**Task statement**
Only the lines from the beginning of the data below through the line containing "pub fn is_exit_command(line: &str)" belong in the response, each copied exactly.

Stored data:

========================

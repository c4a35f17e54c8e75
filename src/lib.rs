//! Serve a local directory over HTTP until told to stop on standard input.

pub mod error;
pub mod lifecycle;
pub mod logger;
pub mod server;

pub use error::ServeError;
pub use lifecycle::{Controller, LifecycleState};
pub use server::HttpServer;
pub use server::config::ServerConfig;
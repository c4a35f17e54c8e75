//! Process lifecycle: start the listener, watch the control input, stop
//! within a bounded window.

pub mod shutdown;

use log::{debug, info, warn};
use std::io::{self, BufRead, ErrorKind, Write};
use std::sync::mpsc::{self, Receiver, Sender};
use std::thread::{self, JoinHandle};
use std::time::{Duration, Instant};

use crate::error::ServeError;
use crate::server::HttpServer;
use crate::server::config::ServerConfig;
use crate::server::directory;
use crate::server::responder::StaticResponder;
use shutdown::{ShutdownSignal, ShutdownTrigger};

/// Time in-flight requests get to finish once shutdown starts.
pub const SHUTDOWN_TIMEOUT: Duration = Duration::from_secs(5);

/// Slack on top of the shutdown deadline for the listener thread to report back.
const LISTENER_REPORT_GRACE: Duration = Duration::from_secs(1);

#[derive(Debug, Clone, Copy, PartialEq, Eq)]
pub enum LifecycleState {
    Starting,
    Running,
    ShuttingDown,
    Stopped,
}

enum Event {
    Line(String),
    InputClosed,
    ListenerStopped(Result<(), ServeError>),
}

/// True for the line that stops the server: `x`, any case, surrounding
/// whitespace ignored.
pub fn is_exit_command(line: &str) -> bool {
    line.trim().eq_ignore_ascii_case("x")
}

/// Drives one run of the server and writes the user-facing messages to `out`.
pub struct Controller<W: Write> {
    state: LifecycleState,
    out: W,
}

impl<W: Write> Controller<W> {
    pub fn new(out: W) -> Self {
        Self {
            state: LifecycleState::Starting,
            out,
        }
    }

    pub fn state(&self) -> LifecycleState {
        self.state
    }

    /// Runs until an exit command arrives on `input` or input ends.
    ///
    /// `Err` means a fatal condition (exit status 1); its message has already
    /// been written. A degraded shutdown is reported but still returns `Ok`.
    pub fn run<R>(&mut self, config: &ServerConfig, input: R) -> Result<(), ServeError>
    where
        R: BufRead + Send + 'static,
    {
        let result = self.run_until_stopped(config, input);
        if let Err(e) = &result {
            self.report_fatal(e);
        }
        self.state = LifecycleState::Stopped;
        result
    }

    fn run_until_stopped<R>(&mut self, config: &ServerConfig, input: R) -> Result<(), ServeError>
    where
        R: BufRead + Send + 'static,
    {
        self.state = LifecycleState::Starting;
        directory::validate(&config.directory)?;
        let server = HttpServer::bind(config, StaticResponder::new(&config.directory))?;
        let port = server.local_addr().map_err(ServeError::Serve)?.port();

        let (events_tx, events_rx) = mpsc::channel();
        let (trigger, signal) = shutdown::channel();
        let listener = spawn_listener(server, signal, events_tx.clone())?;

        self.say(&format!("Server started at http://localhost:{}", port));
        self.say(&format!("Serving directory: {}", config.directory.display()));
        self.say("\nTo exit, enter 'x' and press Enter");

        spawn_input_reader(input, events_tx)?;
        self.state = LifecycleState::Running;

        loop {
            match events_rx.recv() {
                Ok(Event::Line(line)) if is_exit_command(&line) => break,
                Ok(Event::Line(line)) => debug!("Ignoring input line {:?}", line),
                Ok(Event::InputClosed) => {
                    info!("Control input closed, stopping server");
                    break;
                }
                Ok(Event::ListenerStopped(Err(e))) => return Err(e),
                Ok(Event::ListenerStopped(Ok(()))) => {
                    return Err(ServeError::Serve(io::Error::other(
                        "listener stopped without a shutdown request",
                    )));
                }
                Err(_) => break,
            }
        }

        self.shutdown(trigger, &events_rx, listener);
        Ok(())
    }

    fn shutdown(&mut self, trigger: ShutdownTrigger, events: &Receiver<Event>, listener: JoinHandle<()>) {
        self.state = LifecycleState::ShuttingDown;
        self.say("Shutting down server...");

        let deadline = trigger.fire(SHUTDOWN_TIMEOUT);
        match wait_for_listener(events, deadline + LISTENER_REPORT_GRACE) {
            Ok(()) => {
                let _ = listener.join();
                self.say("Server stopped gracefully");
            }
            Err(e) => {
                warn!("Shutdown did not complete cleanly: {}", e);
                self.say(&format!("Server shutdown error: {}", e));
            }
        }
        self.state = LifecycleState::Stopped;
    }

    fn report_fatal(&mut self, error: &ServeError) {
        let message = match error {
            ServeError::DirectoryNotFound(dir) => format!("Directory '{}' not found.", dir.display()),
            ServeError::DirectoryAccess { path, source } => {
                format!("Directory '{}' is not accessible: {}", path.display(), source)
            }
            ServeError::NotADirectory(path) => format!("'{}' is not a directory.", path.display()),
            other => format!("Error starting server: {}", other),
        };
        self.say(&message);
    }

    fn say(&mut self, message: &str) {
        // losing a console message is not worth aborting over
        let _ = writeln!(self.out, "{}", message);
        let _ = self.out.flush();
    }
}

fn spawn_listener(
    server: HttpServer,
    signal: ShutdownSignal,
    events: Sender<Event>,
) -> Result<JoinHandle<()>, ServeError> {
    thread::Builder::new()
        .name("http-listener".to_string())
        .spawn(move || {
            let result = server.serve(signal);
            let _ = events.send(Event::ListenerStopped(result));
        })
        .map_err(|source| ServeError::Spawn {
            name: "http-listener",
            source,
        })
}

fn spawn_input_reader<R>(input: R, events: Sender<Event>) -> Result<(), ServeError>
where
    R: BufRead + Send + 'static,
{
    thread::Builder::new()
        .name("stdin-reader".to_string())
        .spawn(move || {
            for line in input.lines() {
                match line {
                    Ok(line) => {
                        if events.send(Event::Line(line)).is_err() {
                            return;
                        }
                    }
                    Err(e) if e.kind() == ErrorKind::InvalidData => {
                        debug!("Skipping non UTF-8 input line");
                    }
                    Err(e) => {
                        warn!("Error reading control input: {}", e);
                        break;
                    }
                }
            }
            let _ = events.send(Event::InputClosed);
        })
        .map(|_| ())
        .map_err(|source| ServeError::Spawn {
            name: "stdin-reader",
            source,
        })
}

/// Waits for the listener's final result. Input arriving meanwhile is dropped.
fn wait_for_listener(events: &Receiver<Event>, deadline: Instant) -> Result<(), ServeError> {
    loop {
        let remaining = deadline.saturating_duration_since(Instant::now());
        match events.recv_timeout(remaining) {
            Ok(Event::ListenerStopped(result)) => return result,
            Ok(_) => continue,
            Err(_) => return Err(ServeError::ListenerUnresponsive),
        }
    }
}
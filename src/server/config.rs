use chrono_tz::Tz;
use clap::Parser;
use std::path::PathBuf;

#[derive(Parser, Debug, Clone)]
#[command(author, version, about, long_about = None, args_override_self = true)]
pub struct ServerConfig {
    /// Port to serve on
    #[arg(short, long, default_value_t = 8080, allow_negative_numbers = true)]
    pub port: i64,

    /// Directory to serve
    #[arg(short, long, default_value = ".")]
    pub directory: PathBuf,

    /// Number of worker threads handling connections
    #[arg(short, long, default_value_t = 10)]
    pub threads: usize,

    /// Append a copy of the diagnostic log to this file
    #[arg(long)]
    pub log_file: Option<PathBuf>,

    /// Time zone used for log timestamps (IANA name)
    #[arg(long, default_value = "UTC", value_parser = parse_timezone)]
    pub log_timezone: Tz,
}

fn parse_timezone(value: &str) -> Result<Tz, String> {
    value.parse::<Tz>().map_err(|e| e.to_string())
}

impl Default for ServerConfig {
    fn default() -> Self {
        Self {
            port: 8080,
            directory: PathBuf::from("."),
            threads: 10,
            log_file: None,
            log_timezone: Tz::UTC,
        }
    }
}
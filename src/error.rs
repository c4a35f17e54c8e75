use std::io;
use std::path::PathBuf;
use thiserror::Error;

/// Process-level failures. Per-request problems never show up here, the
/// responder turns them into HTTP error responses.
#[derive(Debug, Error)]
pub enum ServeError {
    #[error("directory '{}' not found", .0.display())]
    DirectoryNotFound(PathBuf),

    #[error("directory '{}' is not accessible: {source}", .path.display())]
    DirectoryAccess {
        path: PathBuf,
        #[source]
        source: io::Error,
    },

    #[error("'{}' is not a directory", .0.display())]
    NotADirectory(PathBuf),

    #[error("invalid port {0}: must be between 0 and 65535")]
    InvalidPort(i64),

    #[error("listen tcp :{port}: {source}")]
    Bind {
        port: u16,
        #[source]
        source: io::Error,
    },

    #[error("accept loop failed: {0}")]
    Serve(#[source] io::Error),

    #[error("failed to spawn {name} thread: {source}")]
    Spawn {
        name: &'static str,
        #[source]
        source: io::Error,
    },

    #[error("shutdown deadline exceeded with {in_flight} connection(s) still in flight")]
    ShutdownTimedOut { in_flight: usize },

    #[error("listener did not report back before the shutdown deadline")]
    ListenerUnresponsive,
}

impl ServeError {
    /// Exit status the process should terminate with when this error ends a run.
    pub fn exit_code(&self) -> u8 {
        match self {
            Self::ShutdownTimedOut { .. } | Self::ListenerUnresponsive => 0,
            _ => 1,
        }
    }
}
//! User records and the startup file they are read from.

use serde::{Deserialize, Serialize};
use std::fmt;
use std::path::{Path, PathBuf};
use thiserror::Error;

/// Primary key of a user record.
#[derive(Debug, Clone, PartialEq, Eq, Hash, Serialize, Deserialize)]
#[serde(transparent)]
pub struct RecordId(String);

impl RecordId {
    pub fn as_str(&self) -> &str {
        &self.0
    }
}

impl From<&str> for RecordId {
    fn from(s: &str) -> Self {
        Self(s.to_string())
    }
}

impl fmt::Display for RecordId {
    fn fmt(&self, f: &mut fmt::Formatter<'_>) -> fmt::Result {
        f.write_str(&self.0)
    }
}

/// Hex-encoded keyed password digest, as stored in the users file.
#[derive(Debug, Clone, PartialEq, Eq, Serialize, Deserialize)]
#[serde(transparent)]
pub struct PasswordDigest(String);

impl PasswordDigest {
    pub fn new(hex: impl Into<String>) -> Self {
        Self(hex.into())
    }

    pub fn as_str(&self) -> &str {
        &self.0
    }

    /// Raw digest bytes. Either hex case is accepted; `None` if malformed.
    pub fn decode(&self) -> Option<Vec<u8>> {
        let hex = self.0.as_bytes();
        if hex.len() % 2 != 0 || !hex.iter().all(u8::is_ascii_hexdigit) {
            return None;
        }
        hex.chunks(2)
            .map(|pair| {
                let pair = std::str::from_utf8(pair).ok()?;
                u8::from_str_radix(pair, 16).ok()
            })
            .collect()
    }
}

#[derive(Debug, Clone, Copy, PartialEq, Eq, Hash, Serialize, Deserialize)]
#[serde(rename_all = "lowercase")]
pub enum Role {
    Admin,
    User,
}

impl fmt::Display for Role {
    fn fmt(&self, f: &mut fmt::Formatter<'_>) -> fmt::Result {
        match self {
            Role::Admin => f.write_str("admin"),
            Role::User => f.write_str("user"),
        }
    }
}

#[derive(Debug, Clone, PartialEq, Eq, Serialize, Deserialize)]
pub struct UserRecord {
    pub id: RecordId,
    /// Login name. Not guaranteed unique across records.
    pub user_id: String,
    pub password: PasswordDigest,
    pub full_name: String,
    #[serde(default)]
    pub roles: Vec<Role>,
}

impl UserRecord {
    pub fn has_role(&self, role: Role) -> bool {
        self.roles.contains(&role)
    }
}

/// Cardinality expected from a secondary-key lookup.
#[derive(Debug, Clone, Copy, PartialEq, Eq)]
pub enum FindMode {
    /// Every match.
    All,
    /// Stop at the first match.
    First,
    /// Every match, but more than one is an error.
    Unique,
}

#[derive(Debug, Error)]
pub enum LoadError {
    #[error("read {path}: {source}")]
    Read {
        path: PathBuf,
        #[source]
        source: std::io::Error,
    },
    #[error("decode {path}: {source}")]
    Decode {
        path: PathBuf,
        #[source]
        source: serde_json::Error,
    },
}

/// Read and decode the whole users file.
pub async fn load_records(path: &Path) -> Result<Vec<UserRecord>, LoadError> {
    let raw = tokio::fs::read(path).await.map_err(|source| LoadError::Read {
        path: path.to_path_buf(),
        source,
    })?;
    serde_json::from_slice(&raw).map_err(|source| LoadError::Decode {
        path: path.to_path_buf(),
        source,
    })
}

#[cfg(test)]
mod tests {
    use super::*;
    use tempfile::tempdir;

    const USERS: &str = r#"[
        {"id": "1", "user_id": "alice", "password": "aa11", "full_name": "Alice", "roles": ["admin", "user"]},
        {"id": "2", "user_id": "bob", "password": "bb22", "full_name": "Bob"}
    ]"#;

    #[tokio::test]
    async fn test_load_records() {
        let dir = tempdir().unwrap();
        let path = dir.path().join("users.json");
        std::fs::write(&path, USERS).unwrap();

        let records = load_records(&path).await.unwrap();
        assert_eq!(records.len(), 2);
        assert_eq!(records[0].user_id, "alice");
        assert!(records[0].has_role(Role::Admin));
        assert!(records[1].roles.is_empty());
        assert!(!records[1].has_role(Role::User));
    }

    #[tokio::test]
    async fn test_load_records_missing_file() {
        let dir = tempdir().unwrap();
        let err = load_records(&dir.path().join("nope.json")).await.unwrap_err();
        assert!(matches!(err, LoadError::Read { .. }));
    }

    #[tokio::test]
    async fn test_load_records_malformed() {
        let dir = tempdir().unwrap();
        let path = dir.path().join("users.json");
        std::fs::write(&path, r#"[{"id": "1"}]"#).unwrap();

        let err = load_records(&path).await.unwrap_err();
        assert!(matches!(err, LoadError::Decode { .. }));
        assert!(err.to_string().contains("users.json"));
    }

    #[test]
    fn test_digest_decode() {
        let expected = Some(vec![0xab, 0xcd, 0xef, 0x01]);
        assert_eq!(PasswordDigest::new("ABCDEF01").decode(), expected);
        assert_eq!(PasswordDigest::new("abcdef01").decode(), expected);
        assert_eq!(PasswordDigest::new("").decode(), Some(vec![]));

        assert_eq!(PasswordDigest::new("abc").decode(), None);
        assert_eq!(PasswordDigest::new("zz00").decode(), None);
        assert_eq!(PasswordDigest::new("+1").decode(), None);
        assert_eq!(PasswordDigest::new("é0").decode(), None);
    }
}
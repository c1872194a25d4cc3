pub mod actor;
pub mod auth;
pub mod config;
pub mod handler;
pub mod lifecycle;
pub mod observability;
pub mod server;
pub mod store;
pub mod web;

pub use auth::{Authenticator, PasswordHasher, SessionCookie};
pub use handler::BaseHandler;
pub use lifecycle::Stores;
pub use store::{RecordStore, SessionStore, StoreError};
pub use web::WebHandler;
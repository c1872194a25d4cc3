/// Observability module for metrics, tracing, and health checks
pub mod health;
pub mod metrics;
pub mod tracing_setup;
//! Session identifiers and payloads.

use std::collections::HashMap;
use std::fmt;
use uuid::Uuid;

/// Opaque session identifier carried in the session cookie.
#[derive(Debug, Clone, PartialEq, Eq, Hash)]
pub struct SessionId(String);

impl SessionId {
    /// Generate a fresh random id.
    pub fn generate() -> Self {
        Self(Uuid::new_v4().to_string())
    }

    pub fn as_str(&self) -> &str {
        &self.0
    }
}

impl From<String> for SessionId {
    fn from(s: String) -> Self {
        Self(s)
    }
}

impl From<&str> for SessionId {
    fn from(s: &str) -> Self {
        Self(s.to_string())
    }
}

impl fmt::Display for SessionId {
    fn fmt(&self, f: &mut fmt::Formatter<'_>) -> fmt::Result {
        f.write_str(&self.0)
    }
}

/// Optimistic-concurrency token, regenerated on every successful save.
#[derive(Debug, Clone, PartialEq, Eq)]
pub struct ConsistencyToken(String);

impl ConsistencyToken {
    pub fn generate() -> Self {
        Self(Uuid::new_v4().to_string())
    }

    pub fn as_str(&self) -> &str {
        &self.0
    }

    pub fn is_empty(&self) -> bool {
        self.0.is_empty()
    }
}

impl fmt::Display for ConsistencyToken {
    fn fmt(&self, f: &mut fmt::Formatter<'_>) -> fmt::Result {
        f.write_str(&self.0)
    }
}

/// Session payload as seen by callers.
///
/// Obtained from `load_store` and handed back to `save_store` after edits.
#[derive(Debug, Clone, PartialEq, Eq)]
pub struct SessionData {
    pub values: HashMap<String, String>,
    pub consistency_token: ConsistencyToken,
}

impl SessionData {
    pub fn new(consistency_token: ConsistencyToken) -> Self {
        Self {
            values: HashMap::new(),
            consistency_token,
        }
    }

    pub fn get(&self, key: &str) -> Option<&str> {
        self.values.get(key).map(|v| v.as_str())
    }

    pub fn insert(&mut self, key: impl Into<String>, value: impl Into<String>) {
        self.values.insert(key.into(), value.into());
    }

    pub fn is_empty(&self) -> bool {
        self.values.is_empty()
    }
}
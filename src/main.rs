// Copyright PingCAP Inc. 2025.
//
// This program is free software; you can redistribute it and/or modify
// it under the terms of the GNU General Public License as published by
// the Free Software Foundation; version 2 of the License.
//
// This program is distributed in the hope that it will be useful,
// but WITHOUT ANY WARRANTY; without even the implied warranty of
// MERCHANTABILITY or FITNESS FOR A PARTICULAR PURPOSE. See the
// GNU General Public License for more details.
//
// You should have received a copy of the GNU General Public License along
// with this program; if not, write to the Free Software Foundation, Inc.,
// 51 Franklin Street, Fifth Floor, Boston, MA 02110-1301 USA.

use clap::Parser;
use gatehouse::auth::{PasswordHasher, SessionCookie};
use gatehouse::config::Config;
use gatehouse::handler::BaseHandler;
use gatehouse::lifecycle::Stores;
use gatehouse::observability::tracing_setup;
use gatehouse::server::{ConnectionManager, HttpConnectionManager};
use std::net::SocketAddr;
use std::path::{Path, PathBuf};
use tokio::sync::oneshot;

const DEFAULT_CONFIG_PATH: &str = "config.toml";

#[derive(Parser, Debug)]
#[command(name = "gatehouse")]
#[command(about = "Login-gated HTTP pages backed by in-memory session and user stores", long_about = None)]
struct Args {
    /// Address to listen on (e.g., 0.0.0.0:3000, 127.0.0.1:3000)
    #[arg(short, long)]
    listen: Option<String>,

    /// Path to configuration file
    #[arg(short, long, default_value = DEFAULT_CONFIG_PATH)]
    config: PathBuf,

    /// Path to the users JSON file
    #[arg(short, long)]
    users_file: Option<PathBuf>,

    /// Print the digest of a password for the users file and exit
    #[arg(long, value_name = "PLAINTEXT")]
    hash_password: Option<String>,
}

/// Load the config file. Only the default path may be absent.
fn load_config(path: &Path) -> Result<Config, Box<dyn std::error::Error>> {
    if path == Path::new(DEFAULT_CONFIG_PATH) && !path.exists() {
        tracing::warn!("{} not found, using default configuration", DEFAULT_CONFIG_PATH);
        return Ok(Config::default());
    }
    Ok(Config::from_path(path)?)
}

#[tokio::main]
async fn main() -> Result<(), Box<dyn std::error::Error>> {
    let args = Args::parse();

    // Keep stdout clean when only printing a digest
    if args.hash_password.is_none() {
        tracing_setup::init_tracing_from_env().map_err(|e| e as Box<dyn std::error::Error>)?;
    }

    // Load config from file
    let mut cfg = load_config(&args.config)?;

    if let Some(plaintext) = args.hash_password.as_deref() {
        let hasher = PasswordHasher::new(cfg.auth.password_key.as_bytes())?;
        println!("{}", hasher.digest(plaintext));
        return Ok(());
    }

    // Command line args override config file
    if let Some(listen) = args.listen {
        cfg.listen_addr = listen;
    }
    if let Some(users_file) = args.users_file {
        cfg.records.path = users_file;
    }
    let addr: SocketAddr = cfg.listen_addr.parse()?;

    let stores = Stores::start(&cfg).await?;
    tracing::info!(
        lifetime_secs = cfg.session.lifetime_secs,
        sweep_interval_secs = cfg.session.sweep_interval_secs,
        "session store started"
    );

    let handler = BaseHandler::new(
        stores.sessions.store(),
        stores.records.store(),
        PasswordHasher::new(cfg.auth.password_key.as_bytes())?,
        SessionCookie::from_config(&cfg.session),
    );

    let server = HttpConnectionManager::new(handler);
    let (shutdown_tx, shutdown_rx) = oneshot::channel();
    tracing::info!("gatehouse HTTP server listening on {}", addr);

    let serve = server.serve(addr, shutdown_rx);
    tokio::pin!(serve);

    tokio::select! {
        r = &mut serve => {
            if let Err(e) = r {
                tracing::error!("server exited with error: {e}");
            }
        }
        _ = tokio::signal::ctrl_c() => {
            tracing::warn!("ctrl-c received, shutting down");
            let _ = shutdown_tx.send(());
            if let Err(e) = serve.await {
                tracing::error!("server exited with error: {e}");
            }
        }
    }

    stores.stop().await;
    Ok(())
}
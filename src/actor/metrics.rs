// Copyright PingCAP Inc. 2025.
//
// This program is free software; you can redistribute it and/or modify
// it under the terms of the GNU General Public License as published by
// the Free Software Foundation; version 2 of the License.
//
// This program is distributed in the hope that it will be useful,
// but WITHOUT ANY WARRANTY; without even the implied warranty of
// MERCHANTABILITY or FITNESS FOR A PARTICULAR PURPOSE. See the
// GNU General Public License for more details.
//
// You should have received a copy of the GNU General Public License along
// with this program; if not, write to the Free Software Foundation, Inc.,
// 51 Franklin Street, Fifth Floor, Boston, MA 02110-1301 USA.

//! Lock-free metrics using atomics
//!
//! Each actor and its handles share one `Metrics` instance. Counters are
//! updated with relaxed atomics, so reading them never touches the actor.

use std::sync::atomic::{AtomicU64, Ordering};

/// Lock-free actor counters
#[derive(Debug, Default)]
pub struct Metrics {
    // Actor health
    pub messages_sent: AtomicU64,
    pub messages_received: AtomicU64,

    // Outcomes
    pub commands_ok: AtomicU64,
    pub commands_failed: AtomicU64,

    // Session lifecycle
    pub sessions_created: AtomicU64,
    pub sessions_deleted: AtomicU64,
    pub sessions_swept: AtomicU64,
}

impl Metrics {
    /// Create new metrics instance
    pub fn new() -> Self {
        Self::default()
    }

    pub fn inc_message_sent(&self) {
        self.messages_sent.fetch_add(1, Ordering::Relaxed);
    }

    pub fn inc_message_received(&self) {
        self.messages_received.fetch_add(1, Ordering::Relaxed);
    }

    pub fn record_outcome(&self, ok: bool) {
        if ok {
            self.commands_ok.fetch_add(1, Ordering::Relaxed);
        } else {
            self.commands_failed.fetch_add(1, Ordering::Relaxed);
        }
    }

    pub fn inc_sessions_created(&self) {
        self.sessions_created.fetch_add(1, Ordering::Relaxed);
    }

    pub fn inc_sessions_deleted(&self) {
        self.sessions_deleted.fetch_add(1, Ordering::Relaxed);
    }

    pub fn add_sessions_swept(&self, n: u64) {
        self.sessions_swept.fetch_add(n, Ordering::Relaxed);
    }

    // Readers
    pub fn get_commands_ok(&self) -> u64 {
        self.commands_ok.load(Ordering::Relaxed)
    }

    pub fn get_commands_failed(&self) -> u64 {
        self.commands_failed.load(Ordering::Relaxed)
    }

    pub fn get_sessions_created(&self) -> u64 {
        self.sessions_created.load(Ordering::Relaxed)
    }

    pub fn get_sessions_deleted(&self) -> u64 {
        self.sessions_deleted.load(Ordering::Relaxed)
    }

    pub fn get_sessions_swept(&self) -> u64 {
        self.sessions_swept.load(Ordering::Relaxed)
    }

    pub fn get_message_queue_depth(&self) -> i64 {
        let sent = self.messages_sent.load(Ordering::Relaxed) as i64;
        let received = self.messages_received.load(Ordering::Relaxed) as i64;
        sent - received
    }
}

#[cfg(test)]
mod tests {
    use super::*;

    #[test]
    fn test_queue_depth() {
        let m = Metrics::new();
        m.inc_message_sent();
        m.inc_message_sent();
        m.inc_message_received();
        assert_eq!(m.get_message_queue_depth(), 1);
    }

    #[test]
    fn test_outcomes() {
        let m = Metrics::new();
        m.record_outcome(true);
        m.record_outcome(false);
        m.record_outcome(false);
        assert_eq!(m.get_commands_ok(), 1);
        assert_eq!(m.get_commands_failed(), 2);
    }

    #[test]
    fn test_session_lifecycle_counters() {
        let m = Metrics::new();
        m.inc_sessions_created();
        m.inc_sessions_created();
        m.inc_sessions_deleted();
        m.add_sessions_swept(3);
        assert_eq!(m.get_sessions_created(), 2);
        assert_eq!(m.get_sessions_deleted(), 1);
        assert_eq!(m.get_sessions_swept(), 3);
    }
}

========================

**Result of the exercise**
repository c4a35f17e54c8e75
filename src/lib.rs
//! Serve a local directory over HTTP until told to stop on standard input.

pub mod error;
pub mod lifecycle;
pub mod logger;
pub mod server;

pub use error::ServeError;
pub use lifecycle::{Controller, LifecycleState};
pub use server::HttpServer;
pub use server::config::ServerConfig;
repository c4a35f17e54c8e75
//! Process lifecycle: start the listener, watch the control input, stop
//! within a bounded window.

pub mod shutdown;

use log::{debug, info, warn};
use std::io::{self, BufRead, ErrorKind, Write};
use std::sync::mpsc::{self, Receiver, Sender};
use std::thread::{self, JoinHandle};
use std::time::{Duration, Instant};

use crate::error::ServeError;
use crate::server::HttpServer;
use crate::server::config::ServerConfig;
use crate::server::directory;
use crate::server::responder::StaticResponder;
use shutdown::{ShutdownSignal, ShutdownTrigger};

/// Time in-flight requests get to finish once shutdown starts.
pub const SHUTDOWN_TIMEOUT: Duration = Duration::from_secs(5);

/// Slack on top of the shutdown deadline for the listener thread to report back.
const LISTENER_REPORT_GRACE: Duration = Duration::from_secs(1);

#[derive(Debug, Clone, Copy, PartialEq, Eq)]
pub enum LifecycleState {
    Starting,
    Running,
    ShuttingDown,
    Stopped,
}

enum Event {
    Line(String),
    InputClosed,
    ListenerStopped(Result<(), ServeError>),
}

/// True for the line that stops the server: `x`, any case, surrounding
/// whitespace ignored.
pub fn is_exit_command(line: &str) -> bool {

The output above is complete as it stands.